MUNICH -- The troubled Smart brand may shift toward cheaper pricing in its quest for profitability.
A source at Smart parent company Mercedes-Benz said making the premium-price small-car company more value-oriented to boost sales is one option being considered.
"We have to acknowledge that we are competing with cars like the Opel Corsa and the Ford Fiesta," the source said.
Currently Smart models carry premium prices because of the brand's "cult" image aimed at young, affluent consumers. In the future, Smart could offer option packages and prices could fall.
Smart has already offered better-value models. When the ForFour was introduced in April, a "Blackbasic" limited edition was offered for E11,700, E1,200 less than the base model.
To help sales, DaimlerChrysler is lowering standards for Mercedes dealers to add a Smart franchise. Future Mercedes dealers will not have to re-tile in white the entire showroom area where Smarts are sold. A white podium will be enough.
Smart hopes to significantly expand beyond its 840 sales outlets worldwide. In Germany, Smart has 118 dealers, including 63 Mercedes duals.
D/C CFO Manfred Gentz put the Smart brand's weak performance in the spotlight during an October 28 conference call with reporters and analysts. He said all options for its future are open.
Smart has lost money since its launch in 1999. Some forecasters say its 2004 losses could be E400 million to E500 million.
Sales are well below expectations. The new ForFour is 25 percent below projections, the ForTwo's sales continue to decline, and executives say Roadster sales are disappointing too.
"Lowering the brand is dangerous not only to Smart but also to the Mercedes image," said Jochen Siebert, vice president Europe for researchers CSM Worldwide in Frankfurt.

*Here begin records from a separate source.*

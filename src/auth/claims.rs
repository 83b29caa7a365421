// SPDX-License-Identifier: AGPL-3.0-or-later
//
// Copyright (C) 2026 Relational Network

//! JWT claims and authenticated user representation.

use serde::{Deserialize, Serialize};
use utoipa::ToSchema;

use super::error::AuthError;
use super::roles::Role;

/// Claims decoded from a Clerk JWT.
///
/// Clerk JWTs contain standard OIDC claims plus custom claims.
/// See: https://clerk.com/docs/backend-requests/handling/manual-jwt
#[derive(Debug, Deserialize)]
pub struct JwtClaims {
    /// Subject (user ID) - the canonical Clerk user identifier
    pub sub: String,

    /// Issued at timestamp
    #[serde(default)]
    #[allow(dead_code)]
    pub iat: i64,

    /// Expiration timestamp
    #[serde(default)]
    pub exp: i64,

    /// Issuer
    #[serde(default)]
    pub iss: String,

    /// Clerk session ID
    #[serde(default)]
    pub sid: Option<String>,

    /// Audience (validated by the jsonwebtoken crate, not read directly)
    #[serde(default)]
    #[allow(dead_code)]
    pub aud: Option<serde_json::Value>,

    /// Clerk public metadata containing the role
    #[serde(default, rename = "publicMetadata")]
    pub public_metadata: Option<PublicMetadata>,
}

/// Clerk public metadata structure.
#[derive(Debug, Deserialize, Default)]
pub struct PublicMetadata {
    /// User's role (set in Clerk dashboard)
    #[serde(default)]
    pub role: Option<String>,
}

impl JwtClaims {
    /// Role carried in public metadata, defaulting to `Client`.
    pub fn role(&self) -> Role {
        self.public_metadata
            .as_ref()
            .and_then(|m| m.role.as_ref())
            .and_then(|r| Role::from_str(r))
            .unwrap_or(Role::Client)
    }
}

/// Authenticated user information extracted from a verified JWT.
///
/// This is the primary type used throughout the application to represent
/// the authenticated user making a request.
#[derive(Debug, Clone, Serialize, Deserialize, ToSchema)]
pub struct AuthenticatedUser {
    /// Canonical user ID (Clerk `sub` claim)
    pub user_id: String,

    /// User's role
    pub role: Role,

    /// Session ID (if available)
    #[serde(skip_serializing_if = "Option::is_none")]
    pub session_id: Option<String>,

    /// Original issuer (used for logging, not serialized)
    #[serde(skip)]
    pub issuer: String,

    /// Token expiration (Unix timestamp, not serialized)
    #[serde(skip)]
    pub expires_at: i64,
}

impl AuthenticatedUser {
    /// Build from verified claims.
    pub fn from_claims(claims: JwtClaims) -> Self {
        let role = claims.role();
        Self {
            user_id: claims.sub,
            role,
            session_id: claims.sid,
            issuer: claims.iss,
            expires_at: claims.exp,
        }
    }

    /// Check if the user has at least the required role.
    pub fn has_role(&self, required: Role) -> bool {
        self.role.has_privilege(required)
    }

    /// Check if this user is an admin.
    pub fn is_admin(&self) -> bool {
        self.role == Role::Admin
    }

    /// The single ownership gate: a resource owned by `owner_id` is
    /// accessible to its owner and to admins, nobody else.
    pub fn authorize_owner(&self, owner_id: &str) -> Result<(), AuthError> {
        if self.is_admin() || self.user_id == owner_id {
            Ok(())
        } else {
            Err(AuthError::InsufficientPermissions)
        }
    }
}

#[cfg(test)]
mod tests {
    use super::*;

    fn sample_claims(role: Option<&str>) -> JwtClaims {
        JwtClaims {
            sub: "user_123".to_string(),
            iat: 1700000000,
            exp: 1700003600,
            iss: "https://clerk.example.com".to_string(),
            sid: Some("sess_abc".to_string()),
            aud: None,
            public_metadata: role.map(|r| PublicMetadata {
                role: Some(r.to_string()),
            }),
        }
    }

    #[test]
    fn from_claims_extracts_user_id_and_role() {
        let user = AuthenticatedUser::from_claims(sample_claims(Some("admin")));
        assert_eq!(user.user_id, "user_123");
        assert_eq!(user.role, Role::Admin);
    }

    #[test]
    fn from_claims_defaults_to_client_role() {
        let user = AuthenticatedUser::from_claims(sample_claims(None));
        assert_eq!(user.role, Role::Client);

        // Unknown role strings also fall back to Client
        let user = AuthenticatedUser::from_claims(sample_claims(Some("superuser")));
        assert_eq!(user.role, Role::Client);
    }

    #[test]
    fn owner_can_access_own_resource() {
        let user = AuthenticatedUser::from_claims(sample_claims(None));
        assert!(user.authorize_owner("user_123").is_ok());
    }

    #[test]
    fn foreign_client_is_denied() {
        let user = AuthenticatedUser::from_claims(sample_claims(None));
        assert!(matches!(
            user.authorize_owner("user_456"),
            Err(AuthError::InsufficientPermissions)
        ));
    }

    #[test]
    fn admin_can_access_any_resource() {
        let user = AuthenticatedUser::from_claims(sample_claims(Some("admin")));
        assert!(user.authorize_owner("user_456").is_ok());
    }

    #[test]
    fn support_is_not_owner_override() {
        let user = AuthenticatedUser::from_claims(sample_claims(Some("support")));
        assert!(user.authorize_owner("user_456").is_err());
    }
}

Smart needs new strategies in the future, said HypoVereinsbank analyst Rolf Woller. He said: "Going on as before is the worst of all options."
At the Paris auto show in September then-Smart head Andreas Renschler revised sales targets for 2004 down to 160,000 units from 180,000.
In April, Renschler said Smart would not make a profit until 2006. Earlier he had said the brand would be profitable by this year.
Smart sales rose in western Europe in the first 10 months to 111,020 from with 94,683 in the same period last year. The rise was due to the launch of the ForFour in April.